Formation sous la forme d’un tubercule, indolore, mobile, soudé à la peau, on peut souvent voir l’ouverture du canal excréteur de la glande. Le plus souvent, la « bosse » se situe sur les zones du corps où il y a la racine des cheveux : sur le visage, le cuir chevelu, dans la région génitale, sur les jambes, sur le dos, on la retrouve sur le visage. En cas d’apparition d’un athérome purulent, la formation augmente de taille en quelques jours, la peau de la zone touchée peut devenir rouge et douloureuse, et la température peut également augmenter.

Traitement

Maintenant que nous avons compris la différence entre lipome et athérome, passons à la question suivante : est-il nécessaire d’enlever le lipome ou d’enlever l’athérome ? Commençons par le fait que le traitement conservateur du lipome, ainsi que le traitement de l’athérome, est absolument futile. De plus, l’impact agressif sur ces formations par divers moyens “populaires” peut provoquer une suppuration d’athérome, ainsi qu’une malignité (malignité) du lipome.
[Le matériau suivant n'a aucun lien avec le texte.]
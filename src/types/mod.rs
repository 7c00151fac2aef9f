//! Shared types for the lockgraph library.

pub mod config;
pub mod error;

use std::fmt::Debug;
use std::hash::Hash;

pub use config::{Directedness, GraphConfig};
pub use error::{GraphError, GraphResult};

/// Anything usable as a vertex identifier.
///
/// Identifiers are map keys, so they must be hashable and comparable. `Debug`
/// is needed so errors and the adjacency dump can name them.
pub trait Vertex: Eq + Hash + Clone + Debug {}

impl<T: Eq + Hash + Clone + Debug> Vertex for T {}
//! lockgraph: a thread-safe adjacency-list graph.
//!
//! A `Graph` maps each vertex to an ordered list of neighbors behind a single
//! mutex, supports vertex/edge mutation, and offers breadth-first and
//! depth-first traversal.

pub mod cli;
pub mod graph;
pub mod types;

// Re-export commonly used types at the crate root
pub use graph::{AdjacencyList, Graph, GraphBuilder, GraphSnapshot, SnapshotEntry, TraversalOrder};
pub use types::{Directedness, GraphConfig, GraphError, GraphResult, Vertex};
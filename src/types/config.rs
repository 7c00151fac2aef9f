//! Construction-time graph configuration.

use serde::{Deserialize, Serialize};

/// Whether edges are one-directional or mirrored.
#[derive(Debug, Clone, Copy, PartialEq, Eq, Hash, Default, Serialize, Deserialize)]
#[serde(rename_all = "snake_case")]
pub enum Directedness {
    /// Edges go from source to destination only.
    Directed,
    /// Every edge is added and removed in both directions.
    #[default]
    Undirected,
}

impl Directedness {
    /// Convert a `directed` flag into a `Directedness`.
    pub fn from_flag(directed: bool) -> Self {
        if directed {
            Self::Directed
        } else {
            Self::Undirected
        }
    }

    /// True for `Directed`.
    pub fn is_directed(&self) -> bool {
        matches!(self, Self::Directed)
    }

    /// Return a human-readable name.
    pub fn name(&self) -> &'static str {
        match self {
            Self::Directed => "directed",
            Self::Undirected => "undirected",
        }
    }
}

impl std::fmt::Display for Directedness {
    fn fmt(&self, f: &mut std::fmt::Formatter<'_>) -> std::fmt::Result {
        write!(f, "{}", self.name())
    }
}

/// Graph configuration.
#[derive(Clone, Copy, Debug, Default, PartialEq, Eq, Serialize, Deserialize)]
pub struct GraphConfig {
    /// Edges are one-directional when true.
    #[serde(default)]
    pub directed: bool,
}

impl GraphConfig {
    /// The directedness this configuration selects.
    pub fn directedness(&self) -> Directedness {
        Directedness::from_flag(self.directed)
    }
}
//! Criterion benchmarks for lockgraph.

use criterion::{criterion_group, criterion_main, Criterion};
use rand::Rng;

use lockgraph::graph::{AdjacencyList, Graph};
use lockgraph::types::Directedness;

/// Build a random undirected graph with roughly `edges_per_vertex` edges per vertex.
fn make_graph(vertex_count: u32, edges_per_vertex: usize) -> Graph<u32> {
    let mut rng = rand::thread_rng();
    let graph = Graph::undirected();
    for i in 0..vertex_count {
        graph.add_vertex(i);
    }
    for i in 0..vertex_count {
        for _ in 0..edges_per_vertex {
            let target = rng.gen_range(0..vertex_count);
            let _ = graph.add_edge(&i, &target);
        }
    }
    graph
}

fn bench_add_vertex(c: &mut Criterion) {
    c.bench_function("add_vertex_10k", |b| {
        b.iter(|| {
            let graph = Graph::undirected();
            for i in 0..10_000u32 {
                graph.add_vertex(i);
            }
            graph
        })
    });
}

fn bench_add_edge(c: &mut Criterion) {
    let graph = make_graph(10_000, 0);
    let mut rng = rand::thread_rng();
    c.bench_function("add_edge_random", |b| {
        b.iter(|| {
            let src = rng.gen_range(0..10_000u32);
            let dest = rng.gen_range(0..10_000u32);
            let _ = graph.add_edge(&src, &dest);
        })
    });
}

fn bench_bfs(c: &mut Criterion) {
    let graph = make_graph(10_000, 3);
    c.bench_function("bfs_10k", |b| b.iter(|| graph.bfs(&0)));
}

fn bench_dfs(c: &mut Criterion) {
    let graph = make_graph(10_000, 3);
    c.bench_function("dfs_10k", |b| b.iter(|| graph.dfs(&0)));
}

fn bench_bfs_unlocked(c: &mut Criterion) {
    let mut rng = rand::thread_rng();
    let mut adjacency = AdjacencyList::new(Directedness::Undirected);
    for i in 0..10_000u32 {
        adjacency.add_vertex(i);
    }
    for i in 0..10_000u32 {
        for _ in 0..3 {
            let _ = adjacency.add_edge(&i, &rng.gen_range(0..10_000u32));
        }
    }
    c.bench_function("bfs_10k_unlocked", |b| {
        b.iter(|| lockgraph::graph::bfs(&adjacency, &0))
    });
}

fn bench_remove_vertex(c: &mut Criterion) {
    c.bench_function("remove_vertex_1k_of_1k", |b| {
        b.iter_batched(
            || make_graph(1_000, 3),
            |graph| {
                for i in 0..1_000u32 {
                    let _ = graph.remove_vertex(&i);
                }
            },
            criterion::BatchSize::SmallInput,
        )
    });
}

criterion_group!(
    benches,
    bench_add_vertex,
    bench_add_edge,
    bench_bfs,
    bench_dfs,
    bench_bfs_unlocked,
    bench_remove_vertex,
);
criterion_main!(benches);
//! CLI entry point for the `lgraph` command-line tool.

use std::process;

use clap::{Args, Parser, Subcommand};

use lockgraph::cli::{commands, parse_edge, GraphInput};
use lockgraph::{Directedness, TraversalOrder};

#[derive(Parser)]
#[command(
    name = "lgraph",
    about = "lgraph: build small graphs and run BFS/DFS over them"
)]
struct Cli {
    /// Output format: "text" (default) or "json"
    #[arg(long, default_value = "text")]
    format: String,

    /// Enable debug logging
    #[arg(long)]
    verbose: bool,

    #[command(subcommand)]
    command: Commands,
}

/// Graph description shared by several subcommands.
#[derive(Args)]
struct GraphArgs {
    /// Edges are one-directional
    #[arg(long)]
    directed: bool,
    /// Vertex to register before any edge (repeatable)
    #[arg(long = "vertex")]
    vertices: Vec<String>,
    /// Edge as SRC:DEST (repeatable)
    #[arg(long = "edge")]
    edges: Vec<String>,
}

#[derive(Subcommand)]
enum Commands {
    /// Traverse the built-in A/B/C graph from A
    Demo {
        /// Edges are one-directional
        #[arg(long)]
        directed: bool,
    },
    /// Build a graph from arguments and traverse it
    Traverse {
        #[command(flatten)]
        graph: GraphArgs,
        /// Starting vertex
        #[arg(long)]
        start: String,
        /// Order: bfs, dfs, or both
        #[arg(long, default_value = "both")]
        order: String,
    },
    /// Build a graph from arguments and print its adjacency
    Show {
        #[command(flatten)]
        graph: GraphArgs,
    },
}

fn graph_input(args: GraphArgs) -> GraphInput {
    let mut edges = Vec::with_capacity(args.edges.len());
    for raw in &args.edges {
        match parse_edge(raw) {
            Some(edge) => edges.push(edge),
            None => {
                eprintln!("Invalid edge: {} (expected SRC:DEST)", raw);
                process::exit(3);
            }
        }
    }
    GraphInput {
        directedness: Directedness::from_flag(args.directed),
        vertices: args.vertices,
        edges,
    }
}

fn main() {
    let cli = Cli::parse();
    let json = cli.format == "json";

    if cli.verbose {
        env_logger::Builder::new()
            .filter_level(log::LevelFilter::Debug)
            .init();
    } else {
        env_logger::init();
    }

    let result = match cli.command {
        Commands::Demo { directed } => {
            commands::cmd_demo(Directedness::from_flag(directed), json)
        }
        Commands::Traverse {
            graph,
            start,
            order,
        } => {
            let orders = match order.to_lowercase().as_str() {
                "both" => vec![TraversalOrder::BreadthFirst, TraversalOrder::DepthFirst],
                other => match TraversalOrder::from_name(other) {
                    Some(o) => vec![o],
                    None => {
                        eprintln!("Invalid order: {}", order);
                        process::exit(3);
                    }
                },
            };
            commands::cmd_traverse(&graph_input(graph), &start, &orders, json)
        }
        Commands::Show { graph } => commands::cmd_show(&graph_input(graph), json),
    };

    if let Err(e) = result {
        eprintln!("Error: {}", e);
        process::exit(1);
    }
}
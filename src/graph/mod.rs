//! In-memory graph operations — the core data structure.

pub mod adjacency;
pub mod builder;
pub mod shared;
pub mod snapshot;
pub mod traversal;

pub use adjacency::AdjacencyList;
pub use builder::GraphBuilder;
pub use shared::Graph;
pub use snapshot::{GraphSnapshot, SnapshotEntry};
pub use traversal::{bfs, dfs, TraversalOrder};
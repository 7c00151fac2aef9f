//! Point-in-time copies of a graph for inspection and JSON output.

use serde::Serialize;

use crate::types::{Directedness, Vertex};

use super::AdjacencyList;

/// One vertex and its neighbors.
#[derive(Debug, Clone, PartialEq, Eq, Serialize)]
pub struct SnapshotEntry<V> {
    pub vertex: V,
    pub neighbors: Vec<V>,
}

/// A copy of a graph's adjacency, in registration order.
#[derive(Debug, Clone, PartialEq, Eq, Serialize)]
pub struct GraphSnapshot<V> {
    pub directedness: Directedness,
    pub vertex_count: usize,
    pub edge_count: usize,
    pub adjacency: Vec<SnapshotEntry<V>>,
}

impl<V: Vertex> GraphSnapshot<V> {
    pub(crate) fn capture(adjacency: &AdjacencyList<V>) -> Self {
        Self {
            directedness: adjacency.directedness(),
            vertex_count: adjacency.vertex_count(),
            edge_count: adjacency.edge_count(),
            adjacency: adjacency
                .iter()
                .map(|(vertex, neighbors)| SnapshotEntry {
                    vertex: vertex.clone(),
                    neighbors: neighbors.to_vec(),
                })
                .collect(),
        }
    }

    /// Neighbors recorded for `vertex`, if it was registered.
    pub fn neighbors(&self, vertex: &V) -> Option<&[V]> {
        self.adjacency
            .iter()
            .find(|e| &e.vertex == vertex)
            .map(|e| e.neighbors.as_slice())
    }
}
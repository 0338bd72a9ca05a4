use std::cell::RefMut;
use std::rc::Rc;
use std::sync::atomic::{AtomicUsize, Ordering};
use std::sync::Arc;

use recompose_core::{ComposeError, Composer, ConcreteApplierHost, RecomposeScheduler, Recomposer};

use crate::applier::RecordingApplier;

const MAX_PUMP_ROUNDS: usize = 100;

#[derive(Debug, Default)]
struct CountingScheduler {
    requests: AtomicUsize,
}

impl RecomposeScheduler for CountingScheduler {
    fn request_recompose(&self) {
        self.requests.fetch_add(1, Ordering::SeqCst);
    }
}

/// Headless harness owning one composition backed by a [`RecordingApplier`].
pub struct ComposeTestRule {
    recomposer: Recomposer,
    scheduler: Arc<CountingScheduler>,
    applier: Rc<ConcreteApplierHost<RecordingApplier>>,
    composer: Composer,
}

impl ComposeTestRule {
    pub fn new() -> Self {
        let scheduler = Arc::new(CountingScheduler::default());
        let recomposer = Recomposer::with_scheduler(scheduler.clone());
        let applier = Rc::new(ConcreteApplierHost::new(RecordingApplier::new()));
        let composer = recomposer.create_composer_with_applier(applier.clone());
        Self {
            recomposer,
            scheduler,
            applier,
            composer,
        }
    }

    /// Composes `content` as the root, replacing whatever was set before.
    pub fn set_content(
        &mut self,
        content: impl FnMut(&Composer) + 'static,
    ) -> Result<(), ComposeError> {
        self.recomposer.compose_with(&self.composer, content)
    }

    pub fn recompose(&mut self) -> Result<usize, ComposeError> {
        self.recomposer.recompose()
    }

    /// Recomposes until no scope is pending.
    pub fn pump_until_idle(&mut self) -> Result<(), ComposeError> {
        let mut rounds = 0;
        while self.recomposer.has_pending_recompositions() {
            rounds += 1;
            if rounds > MAX_PUMP_ROUNDS {
                panic!("pump_until_idle looped too many times");
            }
            self.recomposer.recompose()?;
        }
        Ok(())
    }

    pub fn pending(&self) -> usize {
        self.recomposer.get_pending_recompositions().len()
    }

    /// Number of times the runtime asked for a recomposition.
    pub fn frame_requests(&self) -> usize {
        self.scheduler.requests.load(Ordering::SeqCst)
    }

    pub fn applier_mut(&self) -> RefMut<'_, RecordingApplier> {
        self.applier.borrow_typed()
    }

    pub fn composer(&self) -> &Composer {
        &self.composer
    }

    pub fn recomposer(&self) -> &Recomposer {
        &self.recomposer
    }
}

impl Default for ComposeTestRule {
    fn default() -> Self {
        Self::new()
    }
}

pub fn run_test_composition<R>(f: impl FnOnce(&mut ComposeTestRule) -> R) -> R {
    let mut rule = ComposeTestRule::new();
    f(&mut rule)
}

#[cfg(test)]
#[path = "tests/testing_tests.rs"]
mod tests;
Les approches tactiques du traitement du lipome sont les suivantes: si le lipome est petit (2-3 cm), ne se développe pas et ne cause aucun inconvénient (ne frotte pas contre les vêtements, n’est pas un défaut esthétique, etc.), alors il ne peut pas être retiré. En cas de croissance (et surtout de croissance rapide), mieux vaut opter pour une opération. Si le lipome se développe, il devra toujours être retiré tôt ou tard, mais il est préférable de le faire pendant qu’il est petit afin d’éviter de grandes incisions et une intervention traumatisante. Tout lipome retiré doit être envoyé pour un examen histologique (au microscope).

Quant à l’athérome, il est recommandé de l’enlever dans tous les cas, car. la pratique montre qu’ils suppurent tôt ou tard, et lors d’une intervention chirurgicale sur fond d’inflammation, il n’est pas toujours possible de retirer complètement la capsule d’athérome, qui est lourde de rechute (réapparition de l’éducation). De plus, avec la suppuration, la plaie n’est presque jamais suturée, elle cicatrise par seconde intention, ce qui conduit souvent à la formation d’une cicatrice rugueuse. Si, après ablation de l’athérome, il s’avère que la formation n’a pas de capsule et ne contient pas de masses athéromateuses, elle doit être envoyée pour examen histologique afin d’exclure le dermatosarcome, qui ressemble parfois à un athérome.

En résumant tout ce qui précède, nous pouvons dire

  1. Le lipome et l’athérome sont des formations bénignes de nature différente – le lipome consiste simplement en un tissu adipeux altéré et l’athérome consiste en une glande sébacée avec une capsule remplie d’un secret – des masses athéromateuses ressemblant à de la graisse.
  2. Conservateur, incl. remèdes populaires, le traitement du lipome, ainsi que le traitement de l’athérome, sont absolument inefficaces et souvent nocifs.
  3. Un petit lipome (2-3 cm) ne peut pas être opéré, mais observé. En cas de croissance, ainsi qu’en cas d’inconfort, une opération est indiquée pour retirer le lipome.
  4. L’élimination de l’athérome est toujours souhaitable, car. ils ont tendance à grossir et à suppurer.
  5. Si vous vous retrouvez avec une formation sous-cutanée, vous devez consulter un médecin, car. sous le couvert d’un lipome ou d’un athérome, d’autres formations peuvent se développer – dermatosarcomes, liposarcomes, hygromes, lymphadénites, etc.

Le Dr Elshansky I. V. est engagé dans le diagnostic et le traitement chirurgical des formations bénignes de la peau et des tissus sous-cutanés depuis de nombreuses années.